> [Activity] Copy verbatim the material from its first line to the line that holds "(seal, client) in", including that line.

> [Input]
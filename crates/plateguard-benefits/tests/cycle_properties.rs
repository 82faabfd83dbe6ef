//! Property tests: counters stay within caps under arbitrary access patterns.

use chrono::Duration;
use proptest::prelude::*;

use plateguard_benefits::BenefitCycleTracker;
use plateguard_core::config::BenefitConfig;
use plateguard_core::models::{BenefitKind, SealTier};
use test_fixtures::{t0, user_with_seal};

#[derive(Debug, Clone)]
enum Op {
    Renew(i64),
    Consume,
    Redeem(i64),
}

fn arb_op() -> impl Strategy<Value = Op> {
    prop_oneof![
        (0i64..3).prop_map(Op::Renew),
        Just(Op::Consume),
        (0i64..3).prop_map(Op::Redeem),
    ]
}

fn arb_seal() -> impl Strategy<Value = (SealTier, bool)> {
    (0..4usize, any::<bool>()).prop_map(|(s, client)| {
        let seal = [SealTier::None, SealTier::Blue, SealTier::Yellow, SealTier::Green][s];
        (seal, client)
    })
}

proptest! {
    #[test]
    fn used_never_exceeds_cap(
        (seal, client) in arb_seal(),
        ops in proptest::collection::vec((arb_op(), 0..2usize), 0..60),
    ) {
        let tracker = BenefitCycleTracker::new(&BenefitConfig::default());
        let mut user = user_with_seal("p", seal, client, t0());
        let mut now = t0();

        for (op, k) in ops {
            let kind = [BenefitKind::TheftAlert, BenefitKind::SupportCall][k];
            match op {
                Op::Renew(step) => {
                    now += Duration::days(step * 20);
                    tracker.maybe_renew_cycle(&mut user, kind, now);
                }
                Op::Consume => {
                    let before = tracker.remaining_credits(&user, kind);
                    let result = tracker.consume_credit(&mut user, kind);
                    prop_assert_eq!(result.is_ok(), before > 0);
                }
                Op::Redeem(step) => {
                    now += Duration::days(step * 20);
                    let _ = tracker.redeem(&mut user, kind, now);
                }
            }

            for row in tracker.entitlements(&user) {
                prop_assert!(row.used <= row.cap);
                prop_assert_eq!(row.remaining, row.cap - row.used);
            }
        }
    }
}
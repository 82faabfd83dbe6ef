use serde::{Deserialize, Serialize};

use super::identity::{Plate, Timestamp, UserId};
use super::score_history::ScoreHistoryEntry;
use super::seal::{SealBenefitState, SealTier};
use super::stolen_alert::StolenAlertInfo;
use super::verification::VerificationCode;

/// The fields of a vehicle record the engine reads and writes.
#[derive(Debug, Clone, PartialEq, Eq, Serialize, Deserialize)]
pub struct VehicleRecord {
    pub plate: Plate,
    /// Plate Score. Produced by the event-scoring pipeline.
    pub score: i64,
    pub last_score_update: Timestamp,
    #[serde(default)]
    pub score_history: Vec<ScoreHistoryEntry>,
    #[serde(default)]
    pub stolen_alert: Option<StolenAlertInfo>,
}

impl VehicleRecord {
    pub fn new(plate: Plate, score: i64, now: Timestamp) -> Self {
        Self {
            plate,
            score,
            last_score_update: now,
            score_history: Vec::new(),
            stolen_alert: None,
        }
    }
}

/// The fields of a user record the engine reads and writes.
#[derive(Debug, Clone, PartialEq, Eq, Serialize, Deserialize)]
pub struct UserRecord {
    pub id: UserId,
    /// Contribution index. Produced by the event-scoring pipeline.
    pub icc: i64,
    pub last_icc_update: Timestamp,
    #[serde(default)]
    pub seal: SealTier,
    #[serde(default)]
    pub is_client: bool,
    #[serde(default)]
    pub benefits: SealBenefitState,
    #[serde(default)]
    pub verification: Option<VerificationCode>,
}

impl UserRecord {
    pub fn new(id: UserId, icc: i64, now: Timestamp) -> Self {
        Self {
            id,
            icc,
            last_icc_update: now,
            seal: SealTier::None,
            is_client: false,
            benefits: SealBenefitState::default(),
            verification: None,
        }
    }

    pub fn with_seal(mut self, seal: SealTier, is_client: bool) -> Self {
        self.seal = seal;
        self.is_client = is_client;
        self
    }
}
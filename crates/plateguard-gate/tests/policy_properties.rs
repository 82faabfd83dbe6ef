//! Property tests for the pure admission rules.

use chrono::Duration;
use proptest::prelude::*;

use plateguard_core::models::{
    DenyReason, GateDecision, InteractionKind, InteractionRecord, UserId,
};
use plateguard_gate::policy;
use test_fixtures::{plate, t0};

fn record(kind: InteractionKind, offset_secs: i64) -> InteractionRecord {
    InteractionRecord::new(
        plate("ABC1234"),
        UserId::from("alice"),
        kind,
        t0() + Duration::seconds(offset_secs),
    )
}

fn arb_history() -> impl Strategy<Value = Vec<InteractionRecord>> {
    proptest::collection::vec((0..4usize, 0i64..10_000_000), 0..20).prop_map(|items| {
        items
            .into_iter()
            .map(|(k, offset)| record(InteractionKind::ALL[k], offset))
            .collect()
    })
}

proptest! {
    #[test]
    fn a_report_denies_every_action(mut history in arb_history(), now_offset in 0i64..100_000_000) {
        history.push(record(InteractionKind::Report, 0));
        let now = t0() + Duration::seconds(now_offset);
        let blocked = GateDecision::Denied(DenyReason::PermanentlyBlocked);
        prop_assert_eq!(policy::message_decision(&history), blocked);
        prop_assert_eq!(policy::solidary_decision(&history), blocked);
        prop_assert_eq!(policy::evaluation_decision(&history, now, Duration::hours(24)), blocked);
    }

    #[test]
    fn cooldown_denial_always_points_past_now(history in arb_history(), now_offset in 0i64..20_000_000) {
        let now = t0() + Duration::seconds(now_offset);
        if let GateDecision::Denied(DenyReason::CooldownActive { retry_at }) =
            policy::evaluation_decision(&history, now, Duration::hours(24))
        {
            prop_assert!(retry_at > now);
            // Waiting until retry_at clears the cooldown unless another
            // evaluation sits beyond it.
            let later = policy::evaluation_decision(&history, retry_at, Duration::hours(24));
            let newer_exists = history.iter().any(|r| {
                r.kind == InteractionKind::Evaluation && r.timestamp > retry_at - Duration::hours(24)
            });
            prop_assert_eq!(later.is_allowed(), !newer_exists);
        }
    }

    #[test]
    fn solidary_allowed_iff_none_sent(history in arb_history()) {
        let reported = policy::is_reported(&history);
        let sent = history.iter().any(|r| r.kind == InteractionKind::Solidary);
        prop_assert_eq!(policy::solidary_decision(&history).is_allowed(), !reported && !sent);
    }
}
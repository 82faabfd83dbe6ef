//! Integration test: concurrent check-and-append on one pair admits one writer.

use std::sync::{Arc, Barrier};
use std::thread;

use plateguard_core::models::{
    DenyReason, GateDecision, InteractionKind, InteractionRecord, UserId,
};
use plateguard_core::traits::ILedgerStore;
use plateguard_storage::{InMemoryLedger, SqliteLedger};
use test_fixtures::{plate, t0};

const THREADS: usize = 16;

fn no_solidary(records: &[InteractionRecord]) -> GateDecision {
    if records.iter().any(|r| r.kind == InteractionKind::Solidary) {
        GateDecision::Denied(DenyReason::AlreadySent)
    } else {
        GateDecision::Allowed
    }
}

fn race_solidary(ledger: Arc<dyn ILedgerStore>) -> usize {
    let barrier = Arc::new(Barrier::new(THREADS));
    let handles: Vec<_> = (0..THREADS)
        .map(|_| {
            let ledger = Arc::clone(&ledger);
            let barrier = Arc::clone(&barrier);
            thread::spawn(move || {
                let record = InteractionRecord::new(
                    plate("ABC1234"),
                    UserId::from("tab-user"),
                    InteractionKind::Solidary,
                    t0(),
                );
                barrier.wait();
                ledger.append_if(&record, &no_solidary).unwrap().is_allowed()
            })
        })
        .collect();

    handles
        .into_iter()
        .map(|h| h.join().unwrap())
        .filter(|allowed| *allowed)
        .count()
}

#[test]
fn in_memory_ledger_admits_exactly_one_solidary() {
    let ledger: Arc<dyn ILedgerStore> = Arc::new(InMemoryLedger::new());
    assert_eq!(race_solidary(Arc::clone(&ledger)), 1);
    assert_eq!(ledger.len().unwrap(), 1);
}

#[test]
fn sqlite_ledger_admits_exactly_one_solidary() {
    let dir = tempfile::tempdir().unwrap();
    let ledger: Arc<dyn ILedgerStore> =
        Arc::new(SqliteLedger::open(&dir.path().join("race.db"), 5_000).unwrap());
    assert_eq!(race_solidary(Arc::clone(&ledger)), 1);
    assert_eq!(ledger.len().unwrap(), 1);
}

#[test]
fn unconditional_appends_from_many_threads_are_all_kept() {
    let ledger = Arc::new(InMemoryLedger::new());
    let handles: Vec<_> = (0..8)
        .map(|t| {
            let ledger = Arc::clone(&ledger);
            thread::spawn(move || {
                for i in 0..50 {
                    let record = InteractionRecord::new(
                        plate("ABC1234"),
                        UserId::from(format!("user-{}", (t + i) % 3)),
                        InteractionKind::Message,
                        t0(),
                    );
                    ledger.append(&record).unwrap();
                }
            })
        })
        .collect();
    for h in handles {
        h.join().unwrap();
    }
    assert_eq!(ledger.len().unwrap(), 400);
}
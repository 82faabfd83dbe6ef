//! # plateguard-decay
//!
//! Score and ICC decay between scoring events. No decay curve is
//! prescribed: the default policy is the identity, and operators opt into
//! an alternative through configuration or by supplying their own
//! [`IScoreDecayPolicy`](plateguard_core::traits::IScoreDecayPolicy).

pub mod engine;
pub mod policies;

pub use engine::{DecayEngine, DecayOutcome};
pub use policies::{MonthlyStepDecay, NoDecay};
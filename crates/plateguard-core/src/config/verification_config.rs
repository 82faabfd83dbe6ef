use serde::{Deserialize, Serialize};

use super::defaults;

/// Contact-verification code configuration.
#[derive(Debug, Clone, Serialize, Deserialize)]
#[serde(default)]
pub struct VerificationConfig {
    /// Number of decimal digits in a generated code.
    pub code_length: usize,
    /// Validity window from creation (seconds).
    pub ttl_secs: i64,
    /// Failed attempts allowed per issued code. 0 disables the lockout.
    pub max_failed_attempts: u32,
}

impl Default for VerificationConfig {
    fn default() -> Self {
        Self {
            code_length: defaults::DEFAULT_CODE_LENGTH,
            ttl_secs: defaults::DEFAULT_CODE_TTL_SECS,
            max_failed_attempts: defaults::DEFAULT_MAX_FAILED_ATTEMPTS,
        }
    }
}
//! # plateguard-observability
//!
//! Structured logging for the policy engine: subscriber setup, one span
//! per user-facing operation, and named events for denials and faults.

pub mod tracing_setup;

pub use tracing_setup::{init_tracing, TracingInit};
use serde::{Deserialize, Serialize};

use super::category::Category;
use super::identity::Timestamp;

/// Why a plate's score was archived.
#[derive(Debug, Clone, Copy, PartialEq, Eq, Serialize, Deserialize)]
#[serde(rename_all = "snake_case")]
pub enum ArchiveReason {
    /// Ownership transferred to another person.
    Transfer,
    /// A new owner claimed the plate.
    Claim,
}

/// Snapshot of a plate's score taken when ownership changes.
/// Appended to the vehicle and never mutated afterward.
#[derive(Debug, Clone, PartialEq, Eq, Serialize, Deserialize)]
pub struct ScoreHistoryEntry {
    pub score: i64,
    pub category: Category,
    pub archived_at: Timestamp,
    pub reason: ArchiveReason,
}
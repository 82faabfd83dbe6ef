use serde::{Deserialize, Serialize};

use super::defaults;

/// Ledger storage configuration.
#[derive(Debug, Clone, Serialize, Deserialize)]
#[serde(default)]
pub struct StorageConfig {
    /// "memory" or "sqlite".
    pub backend: String,
    /// SQLite database path (sqlite backend only).
    pub db_path: String,
    /// SQLite busy timeout in milliseconds.
    pub busy_timeout_ms: u32,
}

impl Default for StorageConfig {
    fn default() -> Self {
        Self {
            backend: defaults::DEFAULT_STORAGE_BACKEND.to_string(),
            db_path: defaults::DEFAULT_DB_FILENAME.to_string(),
            busy_timeout_ms: defaults::DEFAULT_BUSY_TIMEOUT_MS,
        }
    }
}
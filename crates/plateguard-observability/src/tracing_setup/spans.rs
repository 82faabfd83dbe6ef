//! Span definitions per operation: gate, benefit, alert, verification, decay.

/// Create an interaction-gate span.
#[macro_export]
macro_rules! gate_span {
    ($action:expr, $plate:expr, $user_id:expr) => {
        tracing::info_span!("plateguard.gate", action = %$action, plate = %$plate, user_id = %$user_id)
    };
}

/// Create a benefit span.
#[macro_export]
macro_rules! benefit_span {
    ($kind:expr, $user_id:expr) => {
        tracing::info_span!("plateguard.benefit", kind = %$kind, user_id = %$user_id)
    };
}

/// Create a stolen-alert span.
#[macro_export]
macro_rules! alert_span {
    ($operation:expr, $plate:expr) => {
        tracing::info_span!("plateguard.alert", operation = %$operation, plate = %$plate)
    };
}

/// Create a verification span.
#[macro_export]
macro_rules! verification_span {
    ($operation:expr, $user_id:expr) => {
        tracing::info_span!("plateguard.verification", operation = %$operation, user_id = %$user_id)
    };
}

/// Create a decay span.
#[macro_export]
macro_rules! decay_span {
    ($policy:expr) => {
        tracing::info_span!("plateguard.decay", policy = %$policy)
    };
}

/// Span names as constants for programmatic use.
pub mod names {
    pub const GATE: &str = "plateguard.gate";
    pub const BENEFIT: &str = "plateguard.benefit";
    pub const ALERT: &str = "plateguard.alert";
    pub const VERIFICATION: &str = "plateguard.verification";
    pub const DECAY: &str = "plateguard.decay";
}
//! # plateguard-storage
//!
//! Backends for the interaction ledger and the entity store.
//!
//! - [`InMemoryLedger`]: `DashMap` keyed by `(plate, user)`; `append_if`
//!   holds the pair's shard lock across check and append.
//! - [`SqliteLedger`]: single write connection, WAL mode, `BEGIN IMMEDIATE`
//!   around check and append.
//! - [`InMemoryEntityStore`]: users and vehicles with per-record atomic
//!   updates.

pub mod memory;
pub mod sqlite;

use std::path::Path;
use std::sync::Arc;

use plateguard_core::config::StorageConfig;
use plateguard_core::errors::{ConfigError, PlateguardError, PlateguardResult, StorageError};
use plateguard_core::traits::ILedgerStore;

pub use memory::{InMemoryEntityStore, InMemoryLedger};
pub use sqlite::SqliteLedger;

/// Open the ledger backend named in config.
pub fn open_ledger(config: &StorageConfig) -> PlateguardResult<Arc<dyn ILedgerStore>> {
    match config.backend.as_str() {
        "memory" => Ok(Arc::new(InMemoryLedger::new())),
        "sqlite" => Ok(Arc::new(SqliteLedger::open(
            Path::new(&config.db_path),
            config.busy_timeout_ms,
        )?)),
        other => Err(ConfigError::ValidationFailed {
            field: "storage.backend".to_string(),
            message: format!("unknown backend '{other}'"),
        }
        .into()),
    }
}

/// Wrap a backend failure as [`StorageError::Unavailable`].
pub(crate) fn to_storage_err(reason: impl Into<String>) -> PlateguardError {
    StorageError::Unavailable {
        reason: reason.into(),
    }
    .into()
}

/// Wrap an unreadable row as [`StorageError::CorruptionDetected`].
pub(crate) fn to_corruption_err(details: impl Into<String>) -> PlateguardError {
    StorageError::CorruptionDetected {
        details: details.into(),
    }
    .into()
}
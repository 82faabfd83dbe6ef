//! Configuration for every plateguard subsystem.
//!
//! All sections use `#[serde(default)]`, so a partial TOML document only
//! overrides the keys it names.

pub mod alert_config;
pub mod benefit_config;
pub mod classification_config;
pub mod decay_config;
pub mod defaults;
pub mod gate_config;
pub mod observability_config;
pub mod storage_config;
pub mod verification_config;

use std::path::Path;

use serde::{Deserialize, Serialize};

pub use alert_config::AlertConfig;
pub use benefit_config::BenefitConfig;
pub use classification_config::ClassificationConfig;
pub use decay_config::DecayConfig;
pub use gate_config::GateConfig;
pub use observability_config::ObservabilityConfig;
pub use storage_config::StorageConfig;
pub use verification_config::VerificationConfig;

use crate::constants::THRESHOLD_COUNT;
use defaults::{MAX_DURATION_DAYS, MAX_DURATION_SECS, MAX_GREEN_CLIENT_SUPPORT_CALL_CAP};
use crate::errors::ConfigError;

/// Top-level configuration aggregating all sub-configs.
#[derive(Debug, Clone, Default, Serialize, Deserialize)]
#[serde(default)]
pub struct PlateguardConfig {
    pub classification: ClassificationConfig,
    pub gate: GateConfig,
    pub benefits: BenefitConfig,
    pub alerts: AlertConfig,
    pub verification: VerificationConfig,
    pub decay: DecayConfig,
    pub storage: StorageConfig,
    pub observability: ObservabilityConfig,
}

impl PlateguardConfig {
    /// Load configuration from a TOML string and validate it.
    pub fn from_toml(toml_str: &str) -> Result<Self, ConfigError> {
        let config: Self = toml::from_str(toml_str).map_err(|e| ConfigError::ParseError {
            path: "<string>".to_string(),
            message: e.to_string(),
        })?;
        config.validate()?;
        Ok(config)
    }

    /// Load configuration from a TOML file and validate it.
    pub fn load(path: &Path) -> Result<Self, ConfigError> {
        let content = std::fs::read_to_string(path).map_err(|_| ConfigError::FileNotFound {
            path: path.display().to_string(),
        })?;
        let config: Self = toml::from_str(&content).map_err(|e| ConfigError::ParseError {
            path: path.display().to_string(),
            message: e.to_string(),
        })?;
        config.validate()?;
        Ok(config)
    }

    /// Serialize to a TOML string.
    pub fn to_toml(&self) -> Result<String, ConfigError> {
        toml::to_string(self).map_err(|e| ConfigError::ParseError {
            path: "<string>".to_string(),
            message: e.to_string(),
        })
    }

    /// Validate the configuration values.
    pub fn validate(&self) -> Result<(), ConfigError> {
        let thresholds = &self.classification.thresholds;
        if thresholds.len() != THRESHOLD_COUNT {
            return Err(ConfigError::ValidationFailed {
                field: "classification.thresholds".to_string(),
                message: format!("expected {THRESHOLD_COUNT} bounds, got {}", thresholds.len()),
            });
        }
        if thresholds.windows(2).any(|w| w[0] >= w[1]) {
            return Err(ConfigError::ValidationFailed {
                field: "classification.thresholds".to_string(),
                message: "bounds must be strictly increasing".to_string(),
            });
        }

        let benefits = &self.benefits;
        let (days, secs) = (MAX_DURATION_DAYS, MAX_DURATION_SECS);
        let durations = [
            ("gate.evaluation_cooldown_secs", self.gate.evaluation_cooldown_secs, secs),
            ("benefits.theft_alert_cycle_days", benefits.theft_alert_cycle_days, days),
            ("benefits.support_call_cycle_days", benefits.support_call_cycle_days, days),
            ("alerts.duration_days", self.alerts.duration_days, days),
            ("verification.ttl_secs", self.verification.ttl_secs, secs),
        ];
        for (field, value, max) in durations {
            if value <= 0 {
                return Err(ConfigError::ValidationFailed {
                    field: field.to_string(),
                    message: "must be greater than 0".to_string(),
                });
            }
            if value > max {
                return Err(ConfigError::ValidationFailed {
                    field: field.to_string(),
                    message: format!("must not exceed {max}"),
                });
            }
        }

        if !(0..=MAX_DURATION_DAYS).contains(&self.alerts.free_renewal_window_days) {
            return Err(ConfigError::ValidationFailed {
                field: "alerts.free_renewal_window_days".to_string(),
                message: format!("must be between 0 and {MAX_DURATION_DAYS}"),
            });
        }
        if benefits.green_client_support_call_cap > MAX_GREEN_CLIENT_SUPPORT_CALL_CAP {
            return Err(ConfigError::ValidationFailed {
                field: "benefits.green_client_support_call_cap".to_string(),
                message: format!("must not exceed {MAX_GREEN_CLIENT_SUPPORT_CALL_CAP}"),
            });
        }
        if !(4..=12).contains(&self.verification.code_length) {
            return Err(ConfigError::ValidationFailed {
                field: "verification.code_length".to_string(),
                message: "must be between 4 and 12".to_string(),
            });
        }

        match self.decay.policy.as_str() {
            "none" => {}
            "monthly_step" => {
                if self.decay.points_per_month <= 0 {
                    return Err(ConfigError::ValidationFailed {
                        field: "decay.points_per_month".to_string(),
                        message: "must be greater than 0 for the monthly_step policy".to_string(),
                    });
                }
            }
            other => {
                return Err(ConfigError::ValidationFailed {
                    field: "decay.policy".to_string(),
                    message: format!("unknown policy '{other}'"),
                });
            }
        }

        match self.storage.backend.as_str() {
            "memory" | "sqlite" => {}
            other => {
                return Err(ConfigError::ValidationFailed {
                    field: "storage.backend".to_string(),
                    message: format!("unknown backend '{other}'"),
                });
            }
        }

        Ok(())
    }
}
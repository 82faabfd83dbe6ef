//! Configuration errors.

use super::error_code::{self, PlateguardErrorCode};

/// Errors that can occur during configuration loading and validation.
#[derive(Debug, thiserror::Error)]
pub enum ConfigError {
    #[error("config file not found: {path}")]
    FileNotFound { path: String },

    #[error("config parse error in {path}: {message}")]
    ParseError { path: String, message: String },

    #[error("config validation failed for {field}: {message}")]
    ValidationFailed { field: String, message: String },
}

impl PlateguardErrorCode for ConfigError {
    fn error_code(&self) -> &'static str {
        error_code::CONFIG_ERROR
    }
}
use serde::{Deserialize, Serialize};

use super::identity::Timestamp;

/// Paid theft-alert subscription attached to a vehicle.
///
/// `is_active` is a cache of `now < expires_at` as of the last lifecycle
/// operation. Decisions always recompute it from `expires_at`.
#[derive(Debug, Clone, PartialEq, Eq, Serialize, Deserialize)]
pub struct StolenAlertInfo {
    pub activated_at: Timestamp,
    pub expires_at: Timestamp,
    /// Flips to true on the first free renewal and never back.
    pub renewal_used: bool,
    pub is_active: bool,
}
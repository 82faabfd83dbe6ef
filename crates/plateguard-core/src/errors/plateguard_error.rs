use crate::models::DenyReason;

use super::error_code::{self, PlateguardErrorCode};
use super::{AlertError, BenefitError, ConfigError, StorageError, VerificationError};

/// Top-level error aggregating every subsystem error via `From`.
#[derive(Debug, thiserror::Error)]
pub enum PlateguardError {
    #[error("interaction denied: {0}")]
    InteractionDenied(DenyReason),

    #[error("benefit error: {0}")]
    Benefit(#[from] BenefitError),

    #[error("stolen alert error: {0}")]
    Alert(#[from] AlertError),

    #[error("verification error: {0}")]
    Verification(#[from] VerificationError),

    #[error("storage error: {0}")]
    Storage(#[from] StorageError),

    #[error("config error: {0}")]
    Config(#[from] ConfigError),

    #[error("invalid plate '{input}': {reason}")]
    InvalidPlate { input: String, reason: String },

    #[error("{entity} not found: {id}")]
    NotFound { entity: String, id: String },

    #[error("serialization error: {0}")]
    SerializationError(String),
}

impl PlateguardError {
    /// True when the error is a store fault rather than a policy outcome.
    pub fn is_store_fault(&self) -> bool {
        matches!(self, Self::Storage(_))
    }
}

impl From<serde_json::Error> for PlateguardError {
    fn from(e: serde_json::Error) -> Self {
        Self::SerializationError(e.to_string())
    }
}

impl PlateguardErrorCode for PlateguardError {
    fn error_code(&self) -> &'static str {
        match self {
            Self::InteractionDenied(reason) => reason.error_code(),
            Self::Benefit(e) => e.error_code(),
            Self::Alert(e) => e.error_code(),
            Self::Verification(e) => e.error_code(),
            Self::Storage(e) => e.error_code(),
            Self::Config(e) => e.error_code(),
            Self::InvalidPlate { .. } => error_code::INVALID_PLATE,
            Self::NotFound { .. } => error_code::NOT_FOUND,
            Self::SerializationError(_) => error_code::SERIALIZATION_ERROR,
        }
    }
}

> [Task solution]
filename crates/plateguard-benefits/tests/cycle_properties.rs
repository 82faabfd83dbe6ef
//! Property tests: counters stay within caps under arbitrary access patterns.

use chrono::Duration;
use proptest::prelude::*;

use plateguard_benefits::BenefitCycleTracker;
use plateguard_core::config::BenefitConfig;
use plateguard_core::models::{BenefitKind, SealTier};
use test_fixtures::{t0, user_with_seal};

#[derive(Debug, Clone)]
enum Op {
    Renew(i64),
    Consume,
    Redeem(i64),
}

fn arb_op() -> impl Strategy<Value = Op> {
    prop_oneof![
        (0i64..3).prop_map(Op::Renew),
        Just(Op::Consume),
        (0i64..3).prop_map(Op::Redeem),
    ]
}

fn arb_seal() -> impl Strategy<Value = (SealTier, bool)> {
    (0..4usize, any::<bool>()).prop_map(|(s, client)| {
        let seal = [SealTier::None, SealTier::Blue, SealTier::Yellow, SealTier::Green][s];
        (seal, client)
    })
}

proptest! {
    #[test]
    fn used_never_exceeds_cap(
        (seal, client) in arb_seal(),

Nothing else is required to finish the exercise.